“Even while boasting of its rapid strength and speed,” Kiriu Minashita says in the afterword to Sonic Peace , “the world is being ecstatically eroded by the violent rewriting of meaning.” Sonic Peace is a work of extreme genius and unassailable critique, fused with beauty and a love story set against the backdrop of an apocalyptic Tokyo. Published in Japan in 2005, Sonic Peace won the celebrated Chuya Nakahara Prize in 2006, and solidified Minashita's status as one of the most important critical Japanese voices of her generation.

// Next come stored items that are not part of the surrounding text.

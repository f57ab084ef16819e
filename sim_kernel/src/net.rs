//! # Loopback Network Stack
//!
//! In-process TCP/UDP stack for tests. Every socket lives in one table, so
//! a connect reaches the listener bound to the target address directly and
//! bytes move between peers' receive buffers without touching the OS.
//!
//! ## Readiness
//!
//! - A listener is readable when a connection is waiting to be accepted.
//! - A connected socket is readable when bytes are buffered, and writable
//!   while its peer's receive buffer has room.
//! - A datagram socket is readable when a datagram is queued and is always
//!   writable.
//!
//! Like the hosts it stands in for, a peer's orderly close is **not**
//! reported as readiness once the buffered bytes are gone. Callers learn
//! about it from [`HostNetStack::is_connected`] or a zero-length `recv`.

use crate::clock::SimClock;
use crate::fault_injection::{FaultInjector, Primitive};
use crate::lock;
use crate::sync::block_on;
use kernel_api::{
    HostNetStack, HostSocket, KernelError, SelectBits, SocketDomain, SocketSet, SocketType, Wait,
};
use std::collections::{HashMap, VecDeque};
use std::net::{IpAddr, Ipv4Addr, SocketAddr};
use std::sync::{Arc, Condvar, Mutex};

/// Bytes a stream socket buffers before its peer stops being writable
pub const RX_BUFFER_BYTES: usize = 16 * 1024;

/// Datagrams a socket queues before further ones are dropped
pub const RX_DATAGRAM_SLOTS: usize = 64;

const EPHEMERAL_PORT_BASE: u16 = 49152;

#[derive(Debug)]
enum Mode {
    Unbound,
    Listening {
        backlog: VecDeque<(HostSocket, SocketAddr)>,
        limit: usize,
    },
    Connected {
        peer: HostSocket,
    },
    PeerClosed,
}

#[derive(Debug)]
struct SimSocket {
    ty: SocketType,
    local: Option<SocketAddr>,
    mode: Mode,
    rx: VecDeque<u8>,
    datagrams: VecDeque<(Vec<u8>, SocketAddr)>,
}

impl SimSocket {
    fn new(ty: SocketType) -> Self {
        Self {
            ty,
            local: None,
            mode: Mode::Unbound,
            rx: VecDeque::new(),
            datagrams: VecDeque::new(),
        }
    }
}

#[derive(Debug, Default)]
struct NetState {
    sockets: HashMap<HostSocket, SimSocket>,
    bindings: HashMap<SocketAddr, HostSocket>,
    next_socket: u32,
    next_port: u16,
}

impl NetState {
    fn socket(&self, socket: HostSocket) -> Result<&SimSocket, KernelError> {
        self.sockets
            .get(&socket)
            .ok_or_else(|| KernelError::Network(format!("bad descriptor {}", socket.0)))
    }

    fn socket_mut(&mut self, socket: HostSocket) -> Result<&mut SimSocket, KernelError> {
        self.sockets
            .get_mut(&socket)
            .ok_or_else(|| KernelError::Network(format!("bad descriptor {}", socket.0)))
    }

    fn allocate(&mut self, ty: SocketType) -> HostSocket {
        self.next_socket += 1;
        let socket = HostSocket(self.next_socket);
        self.sockets.insert(socket, SimSocket::new(ty));
        socket
    }

    fn ephemeral_addr(&mut self) -> SocketAddr {
        loop {
            self.next_port = self.next_port.wrapping_add(1);
            let port = EPHEMERAL_PORT_BASE.wrapping_add(self.next_port % 16000);
            let addr = SocketAddr::new(IpAddr::V4(Ipv4Addr::LOCALHOST), port);
            if !self.bindings.contains_key(&addr) {
                return addr;
            }
        }
    }

    /// Binds `socket` to a fresh local port if it isn't bound yet
    fn ensure_bound(&mut self, socket: HostSocket) -> Result<SocketAddr, KernelError> {
        if let Some(local) = self.socket(socket)?.local {
            return Ok(local);
        }
        let addr = self.ephemeral_addr();
        self.bindings.insert(addr, socket);
        self.socket_mut(socket)?.local = Some(addr);
        Ok(addr)
    }

    fn peer_has_room(&self, peer: HostSocket) -> bool {
        self.sockets
            .get(&peer)
            .is_some_and(|p| p.rx.len() < RX_BUFFER_BYTES)
    }

    fn readiness(&self, socket: HostSocket) -> Result<SelectBits, KernelError> {
        let sock = self.socket(socket)?;
        let mut bits = SelectBits::empty();
        match sock.ty {
            SocketType::Datagram => {
                if !sock.datagrams.is_empty() {
                    bits |= SelectBits::READ;
                }
                bits |= SelectBits::WRITE;
            }
            SocketType::Stream => match &sock.mode {
                Mode::Listening { backlog, .. } => {
                    if !backlog.is_empty() {
                        bits |= SelectBits::READ;
                    }
                }
                Mode::Connected { peer, .. } => {
                    if !sock.rx.is_empty() {
                        bits |= SelectBits::READ;
                    }
                    if self.peer_has_room(*peer) {
                        bits |= SelectBits::WRITE;
                    }
                }
                Mode::PeerClosed => {
                    if !sock.rx.is_empty() {
                        bits |= SelectBits::READ;
                    }
                }
                Mode::Unbound => {}
            },
        }
        Ok(bits)
    }

    fn resolve_addr(addr: SocketAddr) -> SocketAddr {
        if addr.ip().is_unspecified() {
            SocketAddr::new(IpAddr::V4(Ipv4Addr::LOCALHOST), addr.port())
        } else {
            addr
        }
    }

    fn lookup_binding(&self, addr: SocketAddr) -> Option<HostSocket> {
        let wildcard = SocketAddr::new(IpAddr::V4(Ipv4Addr::UNSPECIFIED), addr.port());
        self.bindings
            .get(&addr)
            .or_else(|| self.bindings.get(&wildcard))
            .or_else(|| self.bindings.get(&Self::resolve_addr(addr)))
            .copied()
    }
}

/// Host name reported by the loopback stack
pub const SIM_HOST_NAME: &str = "localhost";

/// Host id reported by the loopback stack: 127.0.0.1 as a number
pub const SIM_HOST_ID: i32 = 0x7f00_0001;

/// Loopback TCP/UDP stack
pub struct SimNetStack {
    clock: SimClock,
    faults: Arc<Mutex<FaultInjector>>,
    state: Mutex<NetState>,
    changed: Condvar,
}

impl SimNetStack {
    pub fn new(clock: SimClock, faults: Arc<Mutex<FaultInjector>>) -> Self {
        Self {
            clock,
            faults,
            state: Mutex::new(NetState::default()),
            changed: Condvar::new(),
        }
    }

    /// Number of open sockets
    pub fn socket_count(&self) -> usize {
        lock(&self.state).sockets.len()
    }
}

impl HostNetStack for SimNetStack {
    fn host_name(&self) -> Result<String, KernelError> {
        Ok(SIM_HOST_NAME.to_string())
    }

    fn host_id(&self) -> Result<i32, KernelError> {
        Ok(SIM_HOST_ID)
    }

    fn socket(&self, domain: SocketDomain, ty: SocketType) -> Result<HostSocket, KernelError> {
        if domain == SocketDomain::Inet6 {
            return Err(KernelError::NotSupported("IPv6".to_string()));
        }
        if lock(&self.faults).should_fail_create(Primitive::Socket) {
            return Err(KernelError::ResourceExhausted("injected socket failure".into()));
        }
        Ok(lock(&self.state).allocate(ty))
    }

    fn bind(&self, socket: HostSocket, addr: SocketAddr) -> Result<(), KernelError> {
        let mut state = lock(&self.state);
        if state.socket(socket)?.local.is_some() {
            return Err(KernelError::InvalidArgument("socket already bound".into()));
        }
        let addr = if addr.port() == 0 {
            let eph = state.ephemeral_addr();
            SocketAddr::new(addr.ip(), eph.port())
        } else {
            addr
        };
        if state.lookup_binding(addr).is_some() {
            return Err(KernelError::Network(format!("address in use: {}", addr)));
        }
        state.bindings.insert(addr, socket);
        state.socket_mut(socket)?.local = Some(addr);
        Ok(())
    }

    fn listen(&self, socket: HostSocket, backlog: usize) -> Result<(), KernelError> {
        let mut state = lock(&self.state);
        let sock = state.socket_mut(socket)?;
        if sock.ty != SocketType::Stream {
            return Err(KernelError::InvalidArgument("listen on datagram socket".into()));
        }
        if sock.local.is_none() {
            return Err(KernelError::InvalidArgument("listen on unbound socket".into()));
        }
        sock.mode = Mode::Listening {
            backlog: VecDeque::new(),
            limit: backlog.max(1),
        };
        Ok(())
    }

    fn connect(&self, socket: HostSocket, addr: SocketAddr) -> Result<(), KernelError> {
        let mut state = lock(&self.state);
        if state.socket(socket)?.ty != SocketType::Stream {
            return Err(KernelError::InvalidArgument("connect on datagram socket".into()));
        }
        if !matches!(state.socket(socket)?.mode, Mode::Unbound) {
            return Err(KernelError::InvalidArgument("socket already in use".into()));
        }
        let listener = state
            .lookup_binding(addr)
            .ok_or_else(|| KernelError::Network(format!("connection refused: {}", addr)))?;
        match &state.socket(listener)?.mode {
            Mode::Listening { backlog, limit } if backlog.len() < *limit => {}
            _ => return Err(KernelError::Network(format!("connection refused: {}", addr))),
        }

        let client_addr = state.ensure_bound(socket)?;
        let server_addr = state.socket(listener)?.local.unwrap_or(addr);
        let server = state.allocate(SocketType::Stream);
        {
            let accepted = state.socket_mut(server)?;
            accepted.local = Some(server_addr);
            accepted.mode = Mode::Connected { peer: socket };
        }
        state.socket_mut(socket)?.mode = Mode::Connected { peer: server };
        if let Mode::Listening { backlog, .. } = &mut state.socket_mut(listener)?.mode {
            backlog.push_back((server, client_addr));
        }
        self.changed.notify_all();
        Ok(())
    }

    fn accept(&self, socket: HostSocket) -> Result<(HostSocket, SocketAddr), KernelError> {
        let mut state = lock(&self.state);
        match &mut state.socket_mut(socket)?.mode {
            Mode::Listening { backlog, .. } => backlog.pop_front().ok_or(KernelError::WouldBlock),
            _ => Err(KernelError::InvalidArgument("accept on non-listening socket".into())),
        }
    }

    fn send(&self, socket: HostSocket, data: &[u8]) -> Result<usize, KernelError> {
        let mut state = lock(&self.state);
        let peer = match &state.socket(socket)?.mode {
            Mode::Connected { peer, .. } => *peer,
            Mode::PeerClosed => return Err(KernelError::Network("connection reset".into())),
            _ => return Err(KernelError::Network("not connected".into())),
        };
        let rx = &mut state.socket_mut(peer)?.rx;
        let room = RX_BUFFER_BYTES.saturating_sub(rx.len());
        if room == 0 {
            return Err(KernelError::WouldBlock);
        }
        let n = data.len().min(room);
        rx.extend(&data[..n]);
        self.changed.notify_all();
        Ok(n)
    }

    fn recv(&self, socket: HostSocket, buf: &mut [u8]) -> Result<usize, KernelError> {
        let mut state = lock(&self.state);
        let sock = state.socket_mut(socket)?;
        if !sock.rx.is_empty() {
            let n = buf.len().min(sock.rx.len());
            for (dst, src) in buf.iter_mut().zip(sock.rx.drain(..n)) {
                *dst = src;
            }
            self.changed.notify_all();
            return Ok(n);
        }
        match sock.mode {
            Mode::PeerClosed => Ok(0),
            Mode::Connected { .. } => Err(KernelError::WouldBlock),
            _ => Err(KernelError::Network("not connected".into())),
        }
    }

    fn send_to(
        &self,
        socket: HostSocket,
        data: &[u8],
        addr: SocketAddr,
    ) -> Result<usize, KernelError> {
        let mut state = lock(&self.state);
        if state.socket(socket)?.ty != SocketType::Datagram {
            return Err(KernelError::InvalidArgument("send_to on stream socket".into()));
        }
        let from = state.ensure_bound(socket)?;
        if let Some(target) = state.lookup_binding(addr) {
            if let Ok(dest) = state.socket_mut(target) {
                if dest.ty == SocketType::Datagram && dest.datagrams.len() < RX_DATAGRAM_SLOTS {
                    dest.datagrams.push_back((data.to_vec(), from));
                    self.changed.notify_all();
                }
            }
        }
        Ok(data.len())
    }

    fn recv_from(
        &self,
        socket: HostSocket,
        buf: &mut [u8],
    ) -> Result<(usize, SocketAddr), KernelError> {
        let mut state = lock(&self.state);
        let sock = state.socket_mut(socket)?;
        let (datagram, from) = sock.datagrams.pop_front().ok_or(KernelError::WouldBlock)?;
        let n = buf.len().min(datagram.len());
        buf[..n].copy_from_slice(&datagram[..n]);
        Ok((n, from))
    }

    fn local_addr(&self, socket: HostSocket) -> Result<SocketAddr, KernelError> {
        lock(&self.state)
            .socket(socket)?
            .local
            .ok_or_else(|| KernelError::Network("socket not bound".into()))
    }

    fn close(&self, socket: HostSocket) -> Result<(), KernelError> {
        let mut state = lock(&self.state);
        let sock = state
            .sockets
            .remove(&socket)
            .ok_or_else(|| KernelError::Network(format!("bad descriptor {}", socket.0)))?;
        if let Some(local) = sock.local {
            if state.bindings.get(&local) == Some(&socket) {
                state.bindings.remove(&local);
            }
        }

        let mut orphaned_peers = Vec::new();
        match sock.mode {
            Mode::Connected { peer, .. } => orphaned_peers.push(peer),
            Mode::Listening { backlog, .. } => {
                for (pending, _) in backlog {
                    if let Some(Mode::Connected { peer, .. }) =
                        state.sockets.remove(&pending).map(|s| s.mode)
                    {
                        orphaned_peers.push(peer);
                    }
                }
            }
            _ => {}
        }
        for peer in orphaned_peers {
            if let Some(peer_sock) = state.sockets.get_mut(&peer) {
                peer_sock.mode = Mode::PeerClosed;
            }
        }
        self.changed.notify_all();
        Ok(())
    }

    fn is_connected(&self, socket: HostSocket) -> Result<bool, KernelError> {
        let state = lock(&self.state);
        Ok(matches!(state.socket(socket)?.mode, Mode::Connected { .. }))
    }

    fn select(&self, set: &mut SocketSet, wait: Wait) -> Result<usize, KernelError> {
        if lock(&self.faults).should_interrupt_select() {
            return Err(KernelError::Interrupted);
        }
        let state = lock(&self.state);
        let result = block_on(state, &self.changed, self.clock.deadline(wait), |state| {
            set.clear_returned();
            let sockets: Vec<HostSocket> = set.iter().map(|e| e.socket).collect();
            for socket in sockets {
                match state.readiness(socket) {
                    Ok(bits) => set.set_returned(socket, bits),
                    Err(err) => return Some(Err(err)),
                }
            }
            match set.ready_count() {
                0 => None,
                n => Some(Ok(n)),
            }
        });
        match result {
            Err(KernelError::WouldBlock) | Err(KernelError::Timeout) => {
                set.clear_returned();
                Ok(0)
            }
            other => other,
        }
    }
}
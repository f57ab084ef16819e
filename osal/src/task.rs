//! Tasks
//!
//! A task is a host task plus a table entry. The host task is held at a
//! start gate until its entry is published, so the body never runs under
//! a handle that doesn't resolve yet. When the body returns (or panics)
//! the task removes its own entry.

use crate::context::{CallerContext, TaskContext};
use crate::error::{OsalError, OsalResult};
use crate::Osal;
use core_types::{ObjectId, ObjectKind};
use kernel_api::{HostSemaphore, HostTaskId, KernelError, TaskDescriptor, TaskEntry, Wait};
use serde::Serialize;
use std::sync::atomic::{AtomicU8, Ordering};
use std::sync::Arc;

/// Table payload for a task
pub struct TaskRecord {
    host: HostTaskId,
    stack_size: usize,
    priority: AtomicU8,
}

impl TaskRecord {
    pub fn host(&self) -> HostTaskId {
        self.host
    }
}

#[derive(Debug, Clone, PartialEq, Eq, Serialize)]
pub struct TaskInfo {
    pub name: String,
    pub creator: ObjectId,
    pub stack_size: usize,
    pub priority: u8,
}

/// Removes the task's entry however the body ends
struct ExitGuard {
    osal: Arc<Osal>,
    id: ObjectId,
}

impl Drop for ExitGuard {
    fn drop(&mut self) {
        // Already gone when the task was deleted from outside
        if self.osal.tasks.delete(self.id, |_| Ok::<(), OsalError>(())).is_ok() {
            self.osal
                .logger
                .debug(|e| e.with_source(self.id), "task exited");
        }
    }
}

fn priority_from(priority: u32) -> OsalResult<u8> {
    u8::try_from(priority).map_err(|_| OsalError::InvalidPriority(priority))
}

impl Osal {
    /// Creates and starts a task
    ///
    /// `priority` runs from 0 (most urgent) to 255.
    pub fn task_create<F>(
        self: &Arc<Self>,
        caller: CallerContext,
        name: &str,
        stack_size: usize,
        priority: u32,
        entry: F,
    ) -> OsalResult<ObjectId>
    where
        F: FnOnce(TaskContext) + Send + 'static,
    {
        if stack_size == 0 {
            return Err(OsalError::InvalidArgument(
                "stack size must be non-zero".to_string(),
            ));
        }
        let priority = priority_from(priority)?;
        self.tasks.validate_name(name)?;

        let osal = Arc::clone(self);
        let mut start_gate: Option<Arc<dyn HostSemaphore>> = None;
        let result = self.create_object(&self.tasks, caller, Some(name), |id, display| {
            let gate = self
                .kernel
                .create_binary_semaphore(0)
                .map_err(|e| OsalError::allocation(ObjectKind::Task, e))?;
            let body_gate = Arc::clone(&gate);
            let descriptor = TaskDescriptor::new(display)
                .with_stack_size(stack_size)
                .with_priority(self.config.host_priority(priority));
            let body: TaskEntry = Box::new(move || {
                if body_gate.take(Wait::Forever).is_err() {
                    return;
                }
                let guard = ExitGuard {
                    osal: Arc::clone(&osal),
                    id,
                };
                entry(TaskContext::new(osal, id));
                drop(guard);
            });
            let host = match self.kernel.spawn_task(descriptor, body) {
                Ok(host) => host,
                Err(err) => {
                    gate.destroy();
                    return Err(OsalError::allocation(ObjectKind::Task, err));
                }
            };
            start_gate = Some(gate);
            Ok(TaskRecord {
                host,
                stack_size,
                priority: AtomicU8::new(priority),
            })
        });

        // The slot is published (or released) by now
        if let Some(gate) = start_gate {
            match result {
                Ok(_) => {
                    let _ = gate.give();
                }
                Err(_) => gate.destroy(),
            }
        }
        result
    }

    /// Deletes a task
    ///
    /// The host task is asked to stop; its next blocking call fails so the
    /// body can return. Resources it holds are not released.
    pub fn task_delete(&self, id: ObjectId) -> OsalResult<()> {
        self.delete_object(&self.tasks, id, |record| {
            match self.kernel.delete_task(record.payload().host) {
                Ok(()) | Err(KernelError::TaskNotFound) => Ok(()),
                Err(err) => Err(OsalError::Failure(err.to_string())),
            }
        })?;
        Ok(())
    }

    /// Blocks the calling task for at least `millis`
    pub fn task_delay(&self, millis: u32) -> OsalResult<()> {
        self.kernel
            .delay(self.clock.millis_to_ticks(millis))
            .map_err(|e| OsalError::Failure(e.to_string()))
    }

    pub fn task_set_priority(&self, id: ObjectId, priority: u32) -> OsalResult<()> {
        let priority = priority_from(priority)?;
        let record = self.tasks.lookup(id)?;
        let task = record.payload();
        self.kernel
            .set_task_priority(task.host, self.config.host_priority(priority))
            .map_err(|e| OsalError::Failure(e.to_string()))?;
        task.priority.store(priority, Ordering::Relaxed);
        Ok(())
    }

    pub fn task_get_info(&self, id: ObjectId) -> OsalResult<TaskInfo> {
        let record = self.tasks.lookup(id)?;
        let task = record.payload();
        Ok(TaskInfo {
            name: record.name().unwrap_or_default().to_string(),
            creator: record.creator(),
            stack_size: task.stack_size,
            priority: task.priority.load(Ordering::Relaxed),
        })
    }

    pub fn task_get_id_by_name(&self, name: &str) -> OsalResult<ObjectId> {
        Ok(self.tasks.find_by_name(name)?)
    }

    /// Handle of the calling task, found from the host's identity
    ///
    /// For callers without a [`TaskContext`] (timer callbacks, foreign
    /// threads). Yields [`ObjectId::UNDEFINED`] outside any layer task.
    pub fn task_get_id(&self) -> ObjectId {
        let Some(current) = self.kernel.current_task() else {
            return ObjectId::UNDEFINED;
        };
        self.tasks
            .find(|record| record.payload().host == current)
            .map(|record| record.id())
            .unwrap_or(ObjectId::UNDEFINED)
    }
}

Is it the high reading level, the vagueness of this minimalist style of poetry or is something lost in translation? It was beautiful and lines here and there speak deeply to me when they do make a connection, but I'm not sure if I got all of it. If not for the back blurb, wouldn't have known it was a post-apocalyptic tale, would have just thought it a bit of hyperbole from the narrator character. But with the added info, is the main character a robot or just has so many implants, it feels that way sometimes?
This is the style of poetry I love, hints and insinuations, but now I'm starting to realize how that comes across when you're describing a new world. I wonder how many westerners will understand the symbolic comfort of a Japanesr vending machine with everything you could possibly need, hot and cold drinks. But I mean, how many people can truly visualize and relate to acidic rain. At a certain point it doesn't matter cause the feelings are still real, translatable, connecting.
The lost in translation element of this work only reinforces itself. Cannot speak for the original in Japanese, but the work’s examination of what is reduced by definition takes on a new life when broken out of its native language (an effort Minashita takes on directly by employing katakana in her work). What results is a spectacle of novelty, decay, interrogation, and abstraction.
kiriu minashita has done something very cool here, and the translators did a fantastic job preserving her choices. this is a new favorite of mine in so many ways. i desperately need to speak with more bilingual readers about this…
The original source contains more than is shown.